Located just off of Lan Kwai Fong, Central’s lively entertainment district, On Lan Street has quietly transformed from quiet back street to one lined with trendy shops that attract well-heeled fashionistas.
More recently, it has also attracted a string of up-market restaurants, such as the newly opened Lai Bun Fu, which serves traditional Chinese food with a modern twist.
In Cantonese, Lai Bun means “hospitality”, while “Fu” refers to “sifu” or master, in this case master chef, a title befitting of Head Chef Chung Kin-leung, who formerly served as Executive Chef at Hong Kong’s Government House where he prepared dishes for world leaders, including former US President George Bush and former British Prime Minister Margaret Thatcher.
Perhaps it is also befitting then, that Lai Bun Fu’s interior captures the spirit of the city’s colonial past with the addition of modern touches that represent Hong Kong as it is now.
“Our biggest challenge was to find a balance between our client’s expectations and customer needs,” says David Sung, Director of Hands Hospitality Limited, which designed the interior. “Our goal was to keep the design modern but not trendy, and elegant without being stuffy.”
The restaurant’s flooring features classic beige and white checkered marble, while forest green wall panels are adorned with elaborately decorated ceramic plates featuring architectural themes and colonial buildings that previously stood in the city, such as the Royal Building, Hong Kong Bank, and King Edward Hotel.
To provide contrast to this classic décor, Hands Hospitality incorporated a variety of whimsical pieces such as the top hat and coat rack by the windows, a collection of antique walking sticks that pay homage to Hong Kong’s British history, and antique-style compass trinkets that adorn the dining tables.
There is also a striking chandelier made of crystal cut glass ice buckets and ‘ice cubes’ and amusing lamps made with bowler hats.

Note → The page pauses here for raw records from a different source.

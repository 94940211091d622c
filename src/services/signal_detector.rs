//! Threshold rules, cooldown and risk levels for new signals.

use crate::config::SignalConfig;
use crate::services::indicators::IndicatorState;
use crate::types::{Candle, Signal, SignalType, Trend};
use chrono::{DateTime, Duration as ChronoDuration, Utc};
use dashmap::DashMap;
use uuid::Uuid;

/// Why an evaluation did not produce a signal.
#[derive(Debug, Clone, Copy, PartialEq)]
pub enum SkipReason {
    /// Indicators do not have enough candles yet.
    NotReady,
    /// A signal fired for this symbol less than the cooldown ago.
    Cooldown { remaining_secs: i64 },
    /// Volume ratio did not exceed the threshold.
    LowVolume { ratio: f64 },
    /// Trend and RSI did not line up.
    NoCondition { trend: Trend, rsi: f64 },
}

/// Result of one detector evaluation.
#[derive(Debug, Clone, PartialEq)]
pub enum Evaluation {
    Fired(Signal),
    Skipped(SkipReason),
}

impl Evaluation {
    pub fn signal(self) -> Option<Signal> {
        match self {
            Evaluation::Fired(signal) => Some(signal),
            Evaluation::Skipped(_) => None,
        }
    }

    pub fn is_fired(&self) -> bool {
        matches!(self, Evaluation::Fired(_))
    }
}

/// Entry zone, stop and targets for a signal at `price`.
#[derive(Debug, Clone, Copy, PartialEq)]
pub struct RiskLevels {
    pub entry_low: f64,
    pub entry_high: f64,
    pub stop_loss: f64,
    pub targets: [f64; 3],
    pub risk_reward_ratio: f64,
}

impl RiskLevels {
    pub fn compute(config: &SignalConfig, signal_type: SignalType, price: f64) -> Self {
        let sign = signal_type.sign();
        let stop_loss = price * (1.0 - sign * config.stop_loss_fraction);
        let targets = config.target_fractions.map(|f| price * (1.0 + sign * f));

        let stop_distance = (price - stop_loss).abs();
        let mean_target_distance =
            targets.iter().map(|t| (t - price).abs()).sum::<f64>() / targets.len() as f64;
        let risk_reward_ratio = if stop_distance > 0.0 {
            mean_target_distance / stop_distance
        } else {
            0.0
        };

        Self {
            entry_low: price * (1.0 - config.spread_fraction),
            entry_high: price * (1.0 + config.spread_fraction),
            stop_loss,
            targets,
            risk_reward_ratio,
        }
    }
}

/// Decides whether a closed candle produces a new signal.
///
/// Callers must serialize evaluations per symbol; the cooldown map is read and
/// written in the same call.
pub struct SignalDetector {
    config: SignalConfig,
    last_fired: DashMap<String, DateTime<Utc>>,
}

impl SignalDetector {
    pub fn new(config: SignalConfig) -> Self {
        Self {
            config,
            last_fired: DashMap::new(),
        }
    }

    pub fn config(&self) -> &SignalConfig {
        &self.config
    }

    /// Restore a cooldown stamp, e.g. from persisted history after a restart.
    pub fn restore_cooldown(&self, symbol: &str, fired_at: DateTime<Utc>) {
        let mut entry = self
            .last_fired
            .entry(symbol.to_lowercase())
            .or_insert(fired_at);
        if fired_at > *entry {
            *entry = fired_at;
        }
    }

    pub fn last_fired(&self, symbol: &str) -> Option<DateTime<Utc>> {
        self.last_fired.get(&symbol.to_lowercase()).map(|t| *t)
    }

    /// Evaluate the latest closed candle of `symbol`.
    pub fn evaluate(
        &self,
        symbol: &str,
        closed: &Candle,
        state: Option<&IndicatorState>,
        now: DateTime<Utc>,
    ) -> Evaluation {
        let Some(state) = state else {
            return Evaluation::Skipped(SkipReason::NotReady);
        };
        if state.rsi.is_empty() || state.volume_ma <= 0.0 {
            return Evaluation::Skipped(SkipReason::NotReady);
        }

        let key = symbol.to_lowercase();
        if let Some(last) = self.last_fired(&key) {
            let cooldown = ChronoDuration::from_std(self.config.cooldown)
                .unwrap_or_else(|_| ChronoDuration::hours(1));
            let elapsed = now - last;
            if elapsed < cooldown {
                return Evaluation::Skipped(SkipReason::Cooldown {
                    remaining_secs: (cooldown - elapsed).num_seconds(),
                });
            }
        }

        let trend = state.trend();
        let rsi = state.current_rsi();
        let volume_ratio = closed.volume / state.volume_ma;
        if !(volume_ratio > self.config.volume_threshold) {
            return Evaluation::Skipped(SkipReason::LowVolume {
                ratio: volume_ratio,
            });
        }

        let signal_type = match trend {
            Trend::Bullish if rsi < self.config.oversold => SignalType::Long,
            Trend::Bearish if rsi > self.config.overbought => SignalType::Short,
            _ => return Evaluation::Skipped(SkipReason::NoCondition { trend, rsi }),
        };

        let levels = RiskLevels::compute(&self.config, signal_type, closed.close);
        let signal = Signal {
            id: Uuid::new_v4().to_string(),
            symbol: key.clone(),
            signal_type,
            entry_price: closed.close,
            entry_low: levels.entry_low,
            entry_high: levels.entry_high,
            stop_loss: levels.stop_loss,
            targets: levels.targets,
            risk_reward_ratio: levels.risk_reward_ratio,
            trend,
            rsi_at_signal: rsi,
            volume_ratio_at_signal: volume_ratio,
            created_at: now,
        };

        self.last_fired.insert(key, now);
        Evaluation::Fired(signal)
    }
}

#[cfg(test)]
mod tests {
    use super::*;
    use std::collections::BTreeMap;

    fn state(ema_fast: f64, ema_slow: f64, rsi: f64, volume_ma: f64) -> IndicatorState {
        IndicatorState {
            rsi: vec![rsi],
            ema_fast,
            ema_slow,
            volume_ma,
            last_update: 0,
            extras: BTreeMap::new(),
        }
    }

    fn candle(close: f64, volume: f64) -> Candle {
        Candle::new(0, close, close, close, close, volume)
    }

    fn t0() -> DateTime<Utc> {
        DateTime::parse_from_rfc3339("2024-01-01T00:00:00Z")
            .unwrap()
            .with_timezone(&Utc)
    }

    #[test]
    fn test_not_ready_never_fires() {
        let detector = SignalDetector::new(SignalConfig::default());
        let eval = detector.evaluate("btcusdt", &candle(100.0, 1e9), None, t0());
        assert_eq!(eval, Evaluation::Skipped(SkipReason::NotReady));
    }

    #[test]
    fn test_long_signal_levels() {
        let detector = SignalDetector::new(SignalConfig::default());
        let s = state(105.0, 100.0, 25.0, 100.0);
        let signal = detector
            .evaluate("BTCUSDT", &candle(100.0, 200.0), Some(&s), t0())
            .signal()
            .unwrap();

        assert_eq!(signal.symbol, "btcusdt");
        assert_eq!(signal.signal_type, SignalType::Long);
        assert_eq!(signal.trend, Trend::Bullish);
        assert!((signal.entry_low - 99.8).abs() < 1e-9);
        assert!((signal.entry_high - 100.2).abs() < 1e-9);
        assert!((signal.stop_loss - 98.0).abs() < 1e-9);
        assert!((signal.targets[0] - 102.0).abs() < 1e-9);
        assert!((signal.targets[2] - 106.0).abs() < 1e-9);
        assert!((signal.risk_reward_ratio - 2.0).abs() < 1e-9);
        assert!((signal.volume_ratio_at_signal - 2.0).abs() < 1e-9);
        assert_eq!(signal.rsi_at_signal, 25.0);
        assert_eq!(signal.created_at, t0());
    }

    #[test]
    fn test_short_signal_levels() {
        let detector = SignalDetector::new(SignalConfig::default());
        let s = state(95.0, 100.0, 80.0, 100.0);
        let signal = detector
            .evaluate("ethusdt", &candle(100.0, 300.0), Some(&s), t0())
            .signal()
            .unwrap();

        assert_eq!(signal.signal_type, SignalType::Short);
        assert!((signal.stop_loss - 102.0).abs() < 1e-9);
        assert!(signal.targets[0] > signal.targets[1]);
        assert!(signal.targets[1] > signal.targets[2]);
        assert!((signal.targets[2] - 94.0).abs() < 1e-9);
    }

    #[test]
    fn test_low_volume_rejected() {
        let detector = SignalDetector::new(SignalConfig::default());
        let s = state(105.0, 100.0, 25.0, 100.0);
        let eval = detector.evaluate("btcusdt", &candle(100.0, 150.0), Some(&s), t0());
        assert!(matches!(eval, Evaluation::Skipped(SkipReason::LowVolume { .. })));
    }

    #[test]
    fn test_trend_gates_conditions() {
        let detector = SignalDetector::new(SignalConfig::default());
        // Oversold but bearish: no long, and not overbought either
        let s = state(95.0, 100.0, 20.0, 100.0);
        let eval = detector.evaluate("btcusdt", &candle(100.0, 200.0), Some(&s), t0());
        assert!(matches!(eval, Evaluation::Skipped(SkipReason::NoCondition { .. })));

        // Overbought but bullish: no short
        let s = state(105.0, 100.0, 85.0, 100.0);
        let eval = detector.evaluate("btcusdt", &candle(100.0, 200.0), Some(&s), t0());
        assert!(matches!(eval, Evaluation::Skipped(SkipReason::NoCondition { .. })));
    }

    #[test]
    fn test_cooldown_boundary() {
        let detector = SignalDetector::new(SignalConfig::default());
        let s = state(105.0, 100.0, 25.0, 100.0);
        let c = candle(100.0, 200.0);

        assert!(detector.evaluate("btcusdt", &c, Some(&s), t0()).is_fired());

        let almost = t0() + ChronoDuration::seconds(3599);
        let eval = detector.evaluate("btcusdt", &c, Some(&s), almost);
        assert_eq!(
            eval,
            Evaluation::Skipped(SkipReason::Cooldown { remaining_secs: 1 })
        );

        // Other symbols are unaffected
        assert!(detector.evaluate("ethusdt", &c, Some(&s), almost).is_fired());

        let elapsed = t0() + ChronoDuration::seconds(3600);
        assert!(detector.evaluate("btcusdt", &c, Some(&s), elapsed).is_fired());
    }

    #[test]
    fn test_restore_cooldown_keeps_latest() {
        let detector = SignalDetector::new(SignalConfig::default());
        let later = t0() + ChronoDuration::minutes(10);
        detector.restore_cooldown("BTCUSDT", later);
        detector.restore_cooldown("btcusdt", t0());
        assert_eq!(detector.last_fired("btcusdt"), Some(later));

        let s = state(105.0, 100.0, 25.0, 100.0);
        let eval = detector.evaluate("btcusdt", &candle(100.0, 200.0), Some(&s), later);
        assert!(matches!(eval, Evaluation::Skipped(SkipReason::Cooldown { .. })));
    }
}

“We didn’t want to create another formal dining venue so we decided to incorporate design elements that add humour to the space,” says Sung.
“Both the ice bucket chandelier and Jeeves bowler hat pieces were specially designed for this project, and both symbolise Hong Kong’s colonial days.”
According to Sung, Lai Bun Fu’s owner wanted a signature chandelier with a difference. “Whisky is symbolic of English culture, and so I used ice buckets manufactured by John Lewis (the British chain of department stores) and flew them in from London to create the lamp shades. I added falling ice to create motion.”
The Jeeves bowler hats form the shades on both pendant lighting and a floor lamp. “These are made by a UK company called INNERMOST. The floor lamp is actually dual purpose as coats can be hung from its rack.”
The 2,000 square foot restaurant seats 52 people in its dining area and another 12 people in its private VIP room, the Lai Bun Room, which is surrounded by a glass and brass frame.
“The brass frame idea was kind of inspired by the windows on colonial houses. We wanted to add a contemporary touch to it by using brass instead of wood,” Sung explains.
A Chinese gong stands at the entrance to the restaurant to recreate the tradition at Hong Kong Government House, where dinner was announced with the striking of the gong.
Does Sung see a rising trend in east-meets-west styled restaurant interiors in the city?
“I have seen more of these restaurants popping up lately. It is probably because the public’s dining habits have changed; consumers of high-end restaurants are younger and they no longer want to dine in stuffy Chinese hotel restaurants.”